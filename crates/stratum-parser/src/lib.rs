//! Tolerant parsing of raw architecture models.
//!
//! The entry point for whole documents is [`parse_model`]. It turns a
//! [`RawModel`] into a [`MetaModel`] and collects every skipped record as a
//! warning. Single layers can be parsed with [`LayerParser`].

mod config;
pub mod error;
mod implicit;
mod layer_id;
mod layer_parser;
mod raw;

use log::{debug, info};

use stratum_core::{
    diagnostic::{Diagnostic, ValidationReport},
    model::{Layer, MetaModel},
};

pub use config::ParserConfig;
pub use error::ParseError;
pub use implicit::{IMPLICIT_RELATIONSHIP_KEYS, implicit_relationships, target_element_id};
pub use layer_id::normalize_layer_id;
pub use layer_parser::{
    LayerMetadata, LayerParser, ParsedLayer, parse_element, parse_reference, parse_relationship,
};
pub use raw::{RawLayer, RawModel};

/// Result of [`parse_model`].
#[derive(Debug, Clone, Default)]
pub struct ParsedModel {
    pub model: MetaModel,
    /// Records that were skipped, in input order.
    pub warnings: Vec<Diagnostic>,
    /// Duplicate ids and self-references found in the parsed layers.
    pub validation: ValidationReport,
}

/// Parses every layer and the reference list of a raw document.
///
/// Layers whose ids normalise to the same value are merged in input order.
///
/// # Errors
///
/// Returns [`ParseError::NotACollection`] when a layer's `elements` or
/// `relationships`, or the model's `references`, is neither an array nor
/// `null`.
pub fn parse_model(raw: &RawModel, config: &ParserConfig) -> Result<ParsedModel, ParseError> {
    let mut parser = LayerParser::new(*config);
    let mut model = MetaModel::new();
    let mut validation = ValidationReport::new();

    for (raw_id, raw_layer) in &raw.layers {
        let layer_id = if config.normalize_layer_ids() {
            normalize_layer_id(raw_id)
        } else {
            raw_id.clone()
        };

        let parsed = parser.parse_layer(&layer_id, &raw_layer.elements, &raw_layer.relationships)?;
        validation.merge(parser.validate(&parsed));

        let layer = model
            .layers
            .entry(layer_id.clone())
            .or_insert_with(|| Layer::new(layer_id.clone()));
        if let Some(name) = &raw_layer.name {
            layer.name = name.clone();
        }
        layer.elements.extend(parsed.elements);
        layer.relationships.extend(parsed.relationships);
        debug!(layer_id = layer_id, raw_id = raw_id.as_str(); "Layer merged into model");
    }

    model.references = parser.parse_references(&raw.references)?;
    let warnings = parser.take_warnings();

    info!(
        layers = model.layers.len(),
        elements = model.element_count(),
        references = model.references.len(),
        warnings = warnings.len();
        "Model parsed"
    );

    Ok(ParsedModel {
        model,
        warnings,
        validation,
    })
}

#[cfg(test)]
mod tests {
    use serde_json::json;

    use super::*;

    #[test]
    fn test_parse_model_normalizes_and_merges_layers() {
        let raw = RawModel::from_value(json!({
            "layers": {
                "data_model": {"elements": [{"id": "user", "type": "schema"}]},
                "DataModel": {"elements": [{"id": "order", "type": "schema"}]},
                "business": {"elements": [{"id": "b1", "type": "service"}]}
            }
        }))
        .unwrap();

        let parsed = parse_model(&raw, &ParserConfig::default()).unwrap();
        let ids: Vec<_> = parsed.model.layers.keys().cloned().collect();
        assert_eq!(ids, vec!["DataModel", "Business"]);
        assert_eq!(parsed.model.layers["DataModel"].elements.len(), 2);
        assert_eq!(parsed.model.layers["DataModel"].elements[0].layer_id, "DataModel");
    }

    #[test]
    fn test_parse_model_keeps_raw_ids_when_disabled() {
        let raw = RawModel::from_value(json!({
            "layers": {"data_model": {"elements": []}}
        }))
        .unwrap();

        let parsed = parse_model(&raw, &ParserConfig::new(false, true)).unwrap();
        assert!(parsed.model.layers.contains_key("data_model"));
    }

    #[test]
    fn test_parse_model_collects_warnings_and_validation() {
        let raw = RawModel::from_value(json!({
            "layers": {
                "Business": {
                    "elements": [{"id": "b1", "type": "service"}, {"id": "b1", "type": "actor"}, {"type": "actor"}]
                }
            },
            "references": [{"sourceId": "b1"}]
        }))
        .unwrap();

        let parsed = parse_model(&raw, &ParserConfig::default()).unwrap();
        assert_eq!(parsed.warnings.len(), 2);
        assert_eq!(parsed.validation.errors().len(), 1);
        assert!(parsed.model.references.is_empty());
    }

    #[test]
    fn test_parse_model_rejects_non_collection_references() {
        let raw = RawModel::from_value(json!({"layers": {}, "references": {"a": 1}})).unwrap();
        assert!(matches!(
            parse_model(&raw, &ParserConfig::default()),
            Err(ParseError::NotACollection { field: "references", .. })
        ));
    }
}
//! Error types for Stratum operations.
//!
//! This module provides the main error type [`StratumError`]. Data-quality
//! problems never end up here; they are reported as
//! [`Diagnostic`](stratum_core::diagnostic::Diagnostic) warnings instead.

use std::io;

use thiserror::Error;

use stratum_parser::ParseError;

use crate::layout::LayoutError;

/// The main error type for Stratum operations.
#[derive(Debug, Error)]
pub enum StratumError {
    #[error("I/O error: {0}")]
    Io(#[from] io::Error),

    #[error(transparent)]
    Parse(#[from] ParseError),

    #[error("Layout error: {0}")]
    Layout(#[from] LayoutError),

    #[error("Serialization error: {0}")]
    Serialize(#[from] serde_json::Error),
}
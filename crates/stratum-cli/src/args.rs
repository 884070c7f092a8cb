//! Command-line argument definitions for the Stratum CLI.
//!
//! [`Args`] is parsed from the command line using [`clap`]. Arguments select
//! the model and output paths, the configuration file, the layout algorithm
//! and logging verbosity.

use clap::Parser;

/// Command-line arguments for the Stratum layout tool
#[derive(Parser, Debug)]
#[command(author, version, about, long_about = None)]
pub struct Args {
    /// Path to the input model (JSON)
    #[arg(help = "Path to the input model file")]
    pub input: String,

    /// Path to the output layout file; standard output when absent
    #[arg(short, long)]
    pub output: Option<String>,

    /// Path to configuration file (TOML)
    #[arg(short, long)]
    pub config: Option<String>,

    /// Layout algorithm, overriding the configuration file
    #[arg(short, long)]
    pub algorithm: Option<String>,

    /// Log level (off, error, warn, info, debug, trace)
    #[arg(long, default_value = "info")]
    pub log_level: String,
}
//! CLI logic for the Stratum layout tool.
//!
//! Reads a model document, runs it through the [`Pipeline`] and writes the
//! layout document to a file or standard output.

pub mod error_adapter;

mod args;
mod config;

pub use args::Args;

use std::{fs, io::Write};

use log::{info, warn};

use stratum::{Pipeline, StratumError, diagnostic::ValidationReport};

/// Run the Stratum CLI application
///
/// Processes the input file through the Stratum pipeline and writes the
/// resulting layout document. Validation problems do not fail the run; the
/// validation report is returned so the caller can present it.
///
/// # Errors
///
/// Returns `StratumError` for:
/// - File I/O errors
/// - Configuration loading errors
/// - Malformed model documents
/// - Layout errors of the default engine
pub fn run(args: &Args) -> Result<ValidationReport, StratumError> {
    info!(
        input_path = args.input,
        output_path:? = args.output;
        "Processing model"
    );

    let app_config = config::load_config(args)?;

    let source = fs::read_to_string(&args.input)?;

    let pipeline = Pipeline::new(app_config);
    let output = pipeline.run_json(&source)?;
    let document = output.to_json()?;

    match &args.output {
        Some(path) => {
            fs::write(path, document)?;
            info!(output_file = path; "Layout exported successfully");
        }
        None => {
            let mut stdout = std::io::stdout().lock();
            stdout.write_all(document.as_bytes())?;
            stdout.write_all(b"\n")?;
        }
    }

    if !output.warnings.is_empty() {
        warn!(count = output.warnings.len(); "Model produced warnings");
    }
    info!(
        algorithm = output.algorithm,
        nodes = output.layout.nodes.len(),
        edges = output.layout.edges.len(),
        valid = output.validation.valid();
        "Layout finished"
    );

    Ok(output.validation)
}
//! Geometric primitives used by the layout engines.
//!
//! All coordinates are `f32`. A [`Point`] given for a node is the node's
//! center and its [`Size`] extends equally on both sides.

use serde::{Deserialize, Serialize};

/// A 2-D coordinate
#[derive(Debug, Clone, Copy, Default, PartialEq, Serialize, Deserialize)]
pub struct Point {
    x: f32,
    y: f32,
}

impl Point {
    /// Creates a new point with the specified coordinates
    pub const fn new(x: f32, y: f32) -> Self {
        Self { x, y }
    }

    /// Returns the x-coordinate of the point
    pub fn x(self) -> f32 {
        self.x
    }

    /// Returns the y-coordinate of the point
    pub fn y(self) -> f32 {
        self.y
    }

    /// Returns true when both coordinates are neither NaN nor infinite
    pub fn is_finite(self) -> bool {
        self.x.is_finite() && self.y.is_finite()
    }

    /// Adds another point to this point, returning a new point
    pub fn add_point(self, other: Point) -> Self {
        Self {
            x: self.x + other.x,
            y: self.y + other.y,
        }
    }

    /// Subtracts another point from this point, returning a new point
    pub fn sub_point(self, other: Point) -> Self {
        Self {
            x: self.x - other.x,
            y: self.y - other.y,
        }
    }

    /// Calculates the midpoint between this point and another point
    pub fn midpoint(self, other: Point) -> Self {
        Self {
            x: (self.x + other.x) / 2.0,
            y: (self.y + other.y) / 2.0,
        }
    }

    /// Length of the vector from the origin to this point
    pub fn hypot(self) -> f32 {
        self.x.hypot(self.y)
    }

    /// Euclidean distance between two points
    pub fn distance(self, other: Point) -> f32 {
        self.sub_point(other).hypot()
    }

    /// Multiplies both coordinates by the given factor
    pub fn scale(self, factor: f32) -> Self {
        Self {
            x: self.x * factor,
            y: self.y * factor,
        }
    }
}

/// Width and height of a node
#[derive(Debug, Clone, Copy, Default, PartialEq, Serialize, Deserialize)]
pub struct Size {
    width: f32,
    height: f32,
}

impl Size {
    pub const fn new(width: f32, height: f32) -> Self {
        Self { width, height }
    }

    pub fn width(self) -> f32 {
        self.width
    }

    pub fn height(self) -> f32 {
        self.height
    }

    /// Component-wise maximum, e.g. the cell that fits both sizes
    pub fn max(self, other: Size) -> Self {
        Self {
            width: self.width.max(other.width),
            height: self.height.max(other.height),
        }
    }
}

#[cfg(test)]
mod tests {
    use float_cmp::assert_approx_eq;

    use super::*;

    #[test]
    fn test_point_add_sub() {
        let p = Point::new(1.0, 2.0).add_point(Point::new(3.0, 4.0));
        assert_eq!(p, Point::new(4.0, 6.0));
        assert_eq!(p.sub_point(Point::new(4.0, 6.0)), Point::default());
    }

    #[test]
    fn test_point_is_finite() {
        assert!(Point::new(1.0, -3.0).is_finite());
        assert!(!Point::new(f32::NAN, 0.0).is_finite());
        assert!(!Point::new(0.0, f32::INFINITY).is_finite());
    }

    #[test]
    fn test_point_distance() {
        assert_approx_eq!(f32, Point::new(0.0, 0.0).distance(Point::new(3.0, 4.0)), 5.0);
    }

    #[test]
    fn test_point_scale() {
        assert_eq!(Point::new(2.0, -3.0).scale(0.5), Point::new(1.0, -1.5));
    }

    #[test]
    fn test_size_max() {
        let size = Size::new(10.0, 40.0).max(Size::new(25.0, 5.0));
        assert_eq!(size, Size::new(25.0, 40.0));
    }
}

#[cfg(test)]
mod proptest_tests {
    use float_cmp::approx_eq;
    use proptest::prelude::*;

    use super::*;

    fn point_strategy() -> impl Strategy<Value = Point> {
        (-1000.0f32..1000.0, -1000.0f32..1000.0).prop_map(|(x, y)| Point::new(x, y))
    }

    /// Midpoint should always be between (or equal to) both points.
    fn check_midpoint_is_between_points(p1: Point, p2: Point) -> Result<(), TestCaseError> {
        let mid = p1.midpoint(p2);
        prop_assert!(mid.x() >= p1.x().min(p2.x()) && mid.x() <= p1.x().max(p2.x()));
        prop_assert!(mid.y() >= p1.y().min(p2.y()) && mid.y() <= p1.y().max(p2.y()));
        Ok(())
    }

    /// Distance is symmetric.
    fn check_distance_is_symmetric(p1: Point, p2: Point) -> Result<(), TestCaseError> {
        prop_assert!(approx_eq!(f32, p1.distance(p2), p2.distance(p1)));
        Ok(())
    }

    proptest! {
        #[test]
        fn midpoint_is_between_points(p1 in point_strategy(), p2 in point_strategy()) {
            check_midpoint_is_between_points(p1, p2)?;
        }

        #[test]
        fn distance_is_symmetric(p1 in point_strategy(), p2 in point_strategy()) {
            check_distance_is_symmetric(p1, p2)?;
        }
    }
}
use std::fmt;

use super::element::{Properties, fold_tag};

/// Kind of a relationship.
///
/// Tags are folded the same way as element tags; the property-style verbs used
/// by model authors (`composedOf`, `realizes`, `flowsTo`, ...) resolve to the
/// matching noun variant.
#[derive(Debug, Clone, PartialEq, Eq, Hash)]
pub enum RelationshipKind {
    Composition,
    Aggregation,
    Assignment,
    Realization,
    Serving,
    Access,
    Influence,
    Triggering,
    Flow,
    Specialization,
    Association,
    Uses,
    DeployedTo,
    Implements,
    Requires,
    DependsOn,
    /// A tag with no dedicated variant. Always non-empty.
    Other(String),
}

impl RelationshipKind {
    pub fn from_tag(tag: &str) -> Self {
        match fold_tag(tag).as_str() {
            "composition" | "composedof" | "contains" => RelationshipKind::Composition,
            "aggregation" | "aggregates" => RelationshipKind::Aggregation,
            "assignment" | "assignedto" => RelationshipKind::Assignment,
            "realization" | "realizes" => RelationshipKind::Realization,
            "serving" | "serves" => RelationshipKind::Serving,
            "access" | "accesses" => RelationshipKind::Access,
            "influence" | "influences" => RelationshipKind::Influence,
            "triggering" | "triggers" => RelationshipKind::Triggering,
            "flow" | "flowsto" => RelationshipKind::Flow,
            "specialization" | "specializes" => RelationshipKind::Specialization,
            "association" | "associatedwith" => RelationshipKind::Association,
            "uses" => RelationshipKind::Uses,
            "deployedto" => RelationshipKind::DeployedTo,
            "implements" => RelationshipKind::Implements,
            "requires" => RelationshipKind::Requires,
            "dependson" => RelationshipKind::DependsOn,
            _ => RelationshipKind::Other(tag.to_string()),
        }
    }

    /// Canonical tag of this kind. For [`RelationshipKind::Other`] the original tag.
    pub fn tag(&self) -> &str {
        match self {
            RelationshipKind::Composition => "composition",
            RelationshipKind::Aggregation => "aggregation",
            RelationshipKind::Assignment => "assignment",
            RelationshipKind::Realization => "realization",
            RelationshipKind::Serving => "serving",
            RelationshipKind::Access => "access",
            RelationshipKind::Influence => "influence",
            RelationshipKind::Triggering => "triggering",
            RelationshipKind::Flow => "flow",
            RelationshipKind::Specialization => "specialization",
            RelationshipKind::Association => "association",
            RelationshipKind::Uses => "uses",
            RelationshipKind::DeployedTo => "deployed-to",
            RelationshipKind::Implements => "implements",
            RelationshipKind::Requires => "requires",
            RelationshipKind::DependsOn => "depends-on",
            RelationshipKind::Other(tag) => tag,
        }
    }

    /// Kinds treated as parent → child containment unless configured otherwise.
    pub fn default_containment() -> Vec<RelationshipKind> {
        vec![RelationshipKind::Composition, RelationshipKind::Aggregation]
    }
}

impl fmt::Display for RelationshipKind {
    fn fmt(&self, f: &mut fmt::Formatter<'_>) -> fmt::Result {
        f.write_str(self.tag())
    }
}

/// A directed, typed link between two elements.
#[derive(Debug, Clone, PartialEq)]
pub struct Relationship {
    pub id: String,
    pub kind: RelationshipKind,
    pub source_id: String,
    pub target_id: String,
    pub properties: Properties,
}

impl Relationship {
    pub fn new(
        id: impl Into<String>,
        kind: RelationshipKind,
        source_id: impl Into<String>,
        target_id: impl Into<String>,
    ) -> Self {
        Self {
            id: id.into(),
            kind,
            source_id: source_id.into(),
            target_id: target_id.into(),
            properties: Properties::new(),
        }
    }

    /// Type tag of the relationship
    pub fn type_tag(&self) -> &str {
        self.kind.tag()
    }

    /// True when source and target are the same element
    pub fn is_self_loop(&self) -> bool {
        self.source_id == self.target_id
    }
}

#[cfg(test)]
mod tests {
    use super::*;

    #[test]
    fn test_from_tag_verbs() {
        assert_eq!(
            RelationshipKind::from_tag("composedOf"),
            RelationshipKind::Composition
        );
        assert_eq!(
            RelationshipKind::from_tag("flows-to"),
            RelationshipKind::Flow
        );
        assert_eq!(
            RelationshipKind::from_tag("deployedTo"),
            RelationshipKind::DeployedTo
        );
    }

    #[test]
    fn test_unknown_kind_keeps_tag() {
        let kind = RelationshipKind::from_tag("mentors");
        assert_eq!(kind, RelationshipKind::Other("mentors".to_string()));
        assert_eq!(kind.tag(), "mentors");
    }

    #[test]
    fn test_self_loop() {
        let rel = Relationship::new("r", RelationshipKind::Uses, "a", "a");
        assert!(rel.is_self_loop());
    }
}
_ _ _ _ _ _ _
TASK BRIEF: In the entries above, how many lines hold the word "service"? State the number and nothing else.

ANSWER AREA: 2